Things don't seem to be getting any easier for Big Oil and I am going to venture a guess that 2015 is going to be their toughest year yet.
Here are a few of the hurdles that are only going to grow for the industry over the coming year:
The science:
You can ignore the science, resist the science, or support politics that doesn't believe in science, but you can't change the science. 2014 captured the title of hottest year on record, marking the 38th consecutive year that global temperatures have been above average. California is still grappling with the impacts of the biggest drought in memory, and "once in a century" storms, floods, fires, and droughts have become a joke as they hit with increasing frequency.
Big Oil can't change the fact that their product is driving dangerous climate change, nor the fact that if the world is going to avoid the worst of it, the majority of fossil fuels that we know exist are going to have to stay underground. The science is definitive and decision makers are running out of ways to avoid taking it seriously.
The people:
People get it. 400,000 of them came to the biggest climate march in history in New York in September with tens of thousands more joining marches in hundreds of cities around the world. Across North America, people are stopping tar sands pipelines. There is not a single major tar sands pipeline that is not threatened by public opposition on the continent, and these delays are making a dent in pollution and are a material risk to fossil fuel expansion.
Driving and inspiring much of this opposition is resistance from people on the front lines of climate change and fossil fuel extraction: First Nations in Alberta standing up to the tar sands, landowners in Nebraska saying no to the inevitable risks of Keystone XL, and vulnerable and impacted communities globally refusing to let climate impacts go unnoticed. This movement is growing by the minute.
The economics:
Even before the precipitous fall of oil prices in late 2014, fossil fuel projects were being cancelled in places like the tar sands and the Arctic Ocean. It is quite simply not great economics to bet the farm on high cost, high risk, and high carbon projects. Even with oil prices over 100$ per barrel in early 2014, three major tar sands projects were mothballed due to uncertain economics (driven in large part by public concern and transportation constraints).
Now, with oil prices a shadow of what they were kicking off 2014, analysts say at least $59 billion dollars of capital is on the brink of deferral in the tar sands over the coming 3 years, with the potential of knocking off 650,000 barrels of oil per day. Bad news for big oil, great news for the climate. Countries and regions that made the high risk bet to balance their budgets based on high oil prices are scrambling, and everyone is absorbing the harsh reminder that oil prices are unstable, unpredictable, and uncertain.
The concepts of stranded assets and unburnable carbon gained even more traction over the past year, with the Governor of the Bank of England saying in no uncertain terms that the majority of fossil fuel reserves are unburnable. This echoed messages from the likes of the International Energy Agency and the World Bank - not exactly environmental activists. The mainstream economic chatter is changing.

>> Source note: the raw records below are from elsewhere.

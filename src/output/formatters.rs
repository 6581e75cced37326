//! Formatting utilities for terminal output

use crate::core::{Feedback, Word};
use colored::Colorize;

/// Render a guess with its feedback
///
/// Exact letters are uppercased (green), partial letters bold (yellow), absent letters
/// are left as-is. Letters are separated by spaces.
#[must_use]
pub fn format_guess(word: &Word, feedback: Feedback) -> String {
    word.text()
        .chars()
        .enumerate()
        .map(|(i, ch)| {
            if feedback.is_exact(i) {
                ch.to_ascii_uppercase().to_string().green().bold().to_string()
            } else if feedback.is_partial(i) {
                ch.to_string().yellow().bold().to_string()
            } else {
                ch.to_string()
            }
        })
        .collect::<Vec<_>>()
        .join(" ")
}

/// Attempt meter: one filled cell per used attempt
#[must_use]
pub fn attempts_bar(used: usize, max: usize) -> String {
    let filled = used.min(max);
    format!("{}{}", "■".repeat(filled), "□".repeat(max - filled))
}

On top of this are the people-powered movements calling for divestment from fossil fuels. These campaigns are moving billions; not enough to topple the industry, but enough to command attention and prove that this conversation has the moral magnitude of other historic successful divestment campaigns.
The politics:
Admittedly, this is the slow moving beast. The perpetual challenge is getting politics and politicians to look beyond terms and think about the well being of anything more than 4 or 8 years down the road. Especially when this means turning their backs on the fossil fuel lobby, which has been pouring money into keeping friendly politicians in power for decades.
That said - all hope is not lost. President Obama has made some inspiring and ambitious remarks on climate, and with a final Keystone decision sitting on his desk, recent statements suggest he is poised to make the right call, change the status quo, and reject the pipeline. The climate deal between China and the U.S. is also promising and shifted the global political discussions in a meaningful way. Across the continent, politicians are feeling the heat on their inaction on climate change. In Canada, heading into an election year, poll-leading opposition leaders are starting to backtrack on previous support for major tar sands infrastructure.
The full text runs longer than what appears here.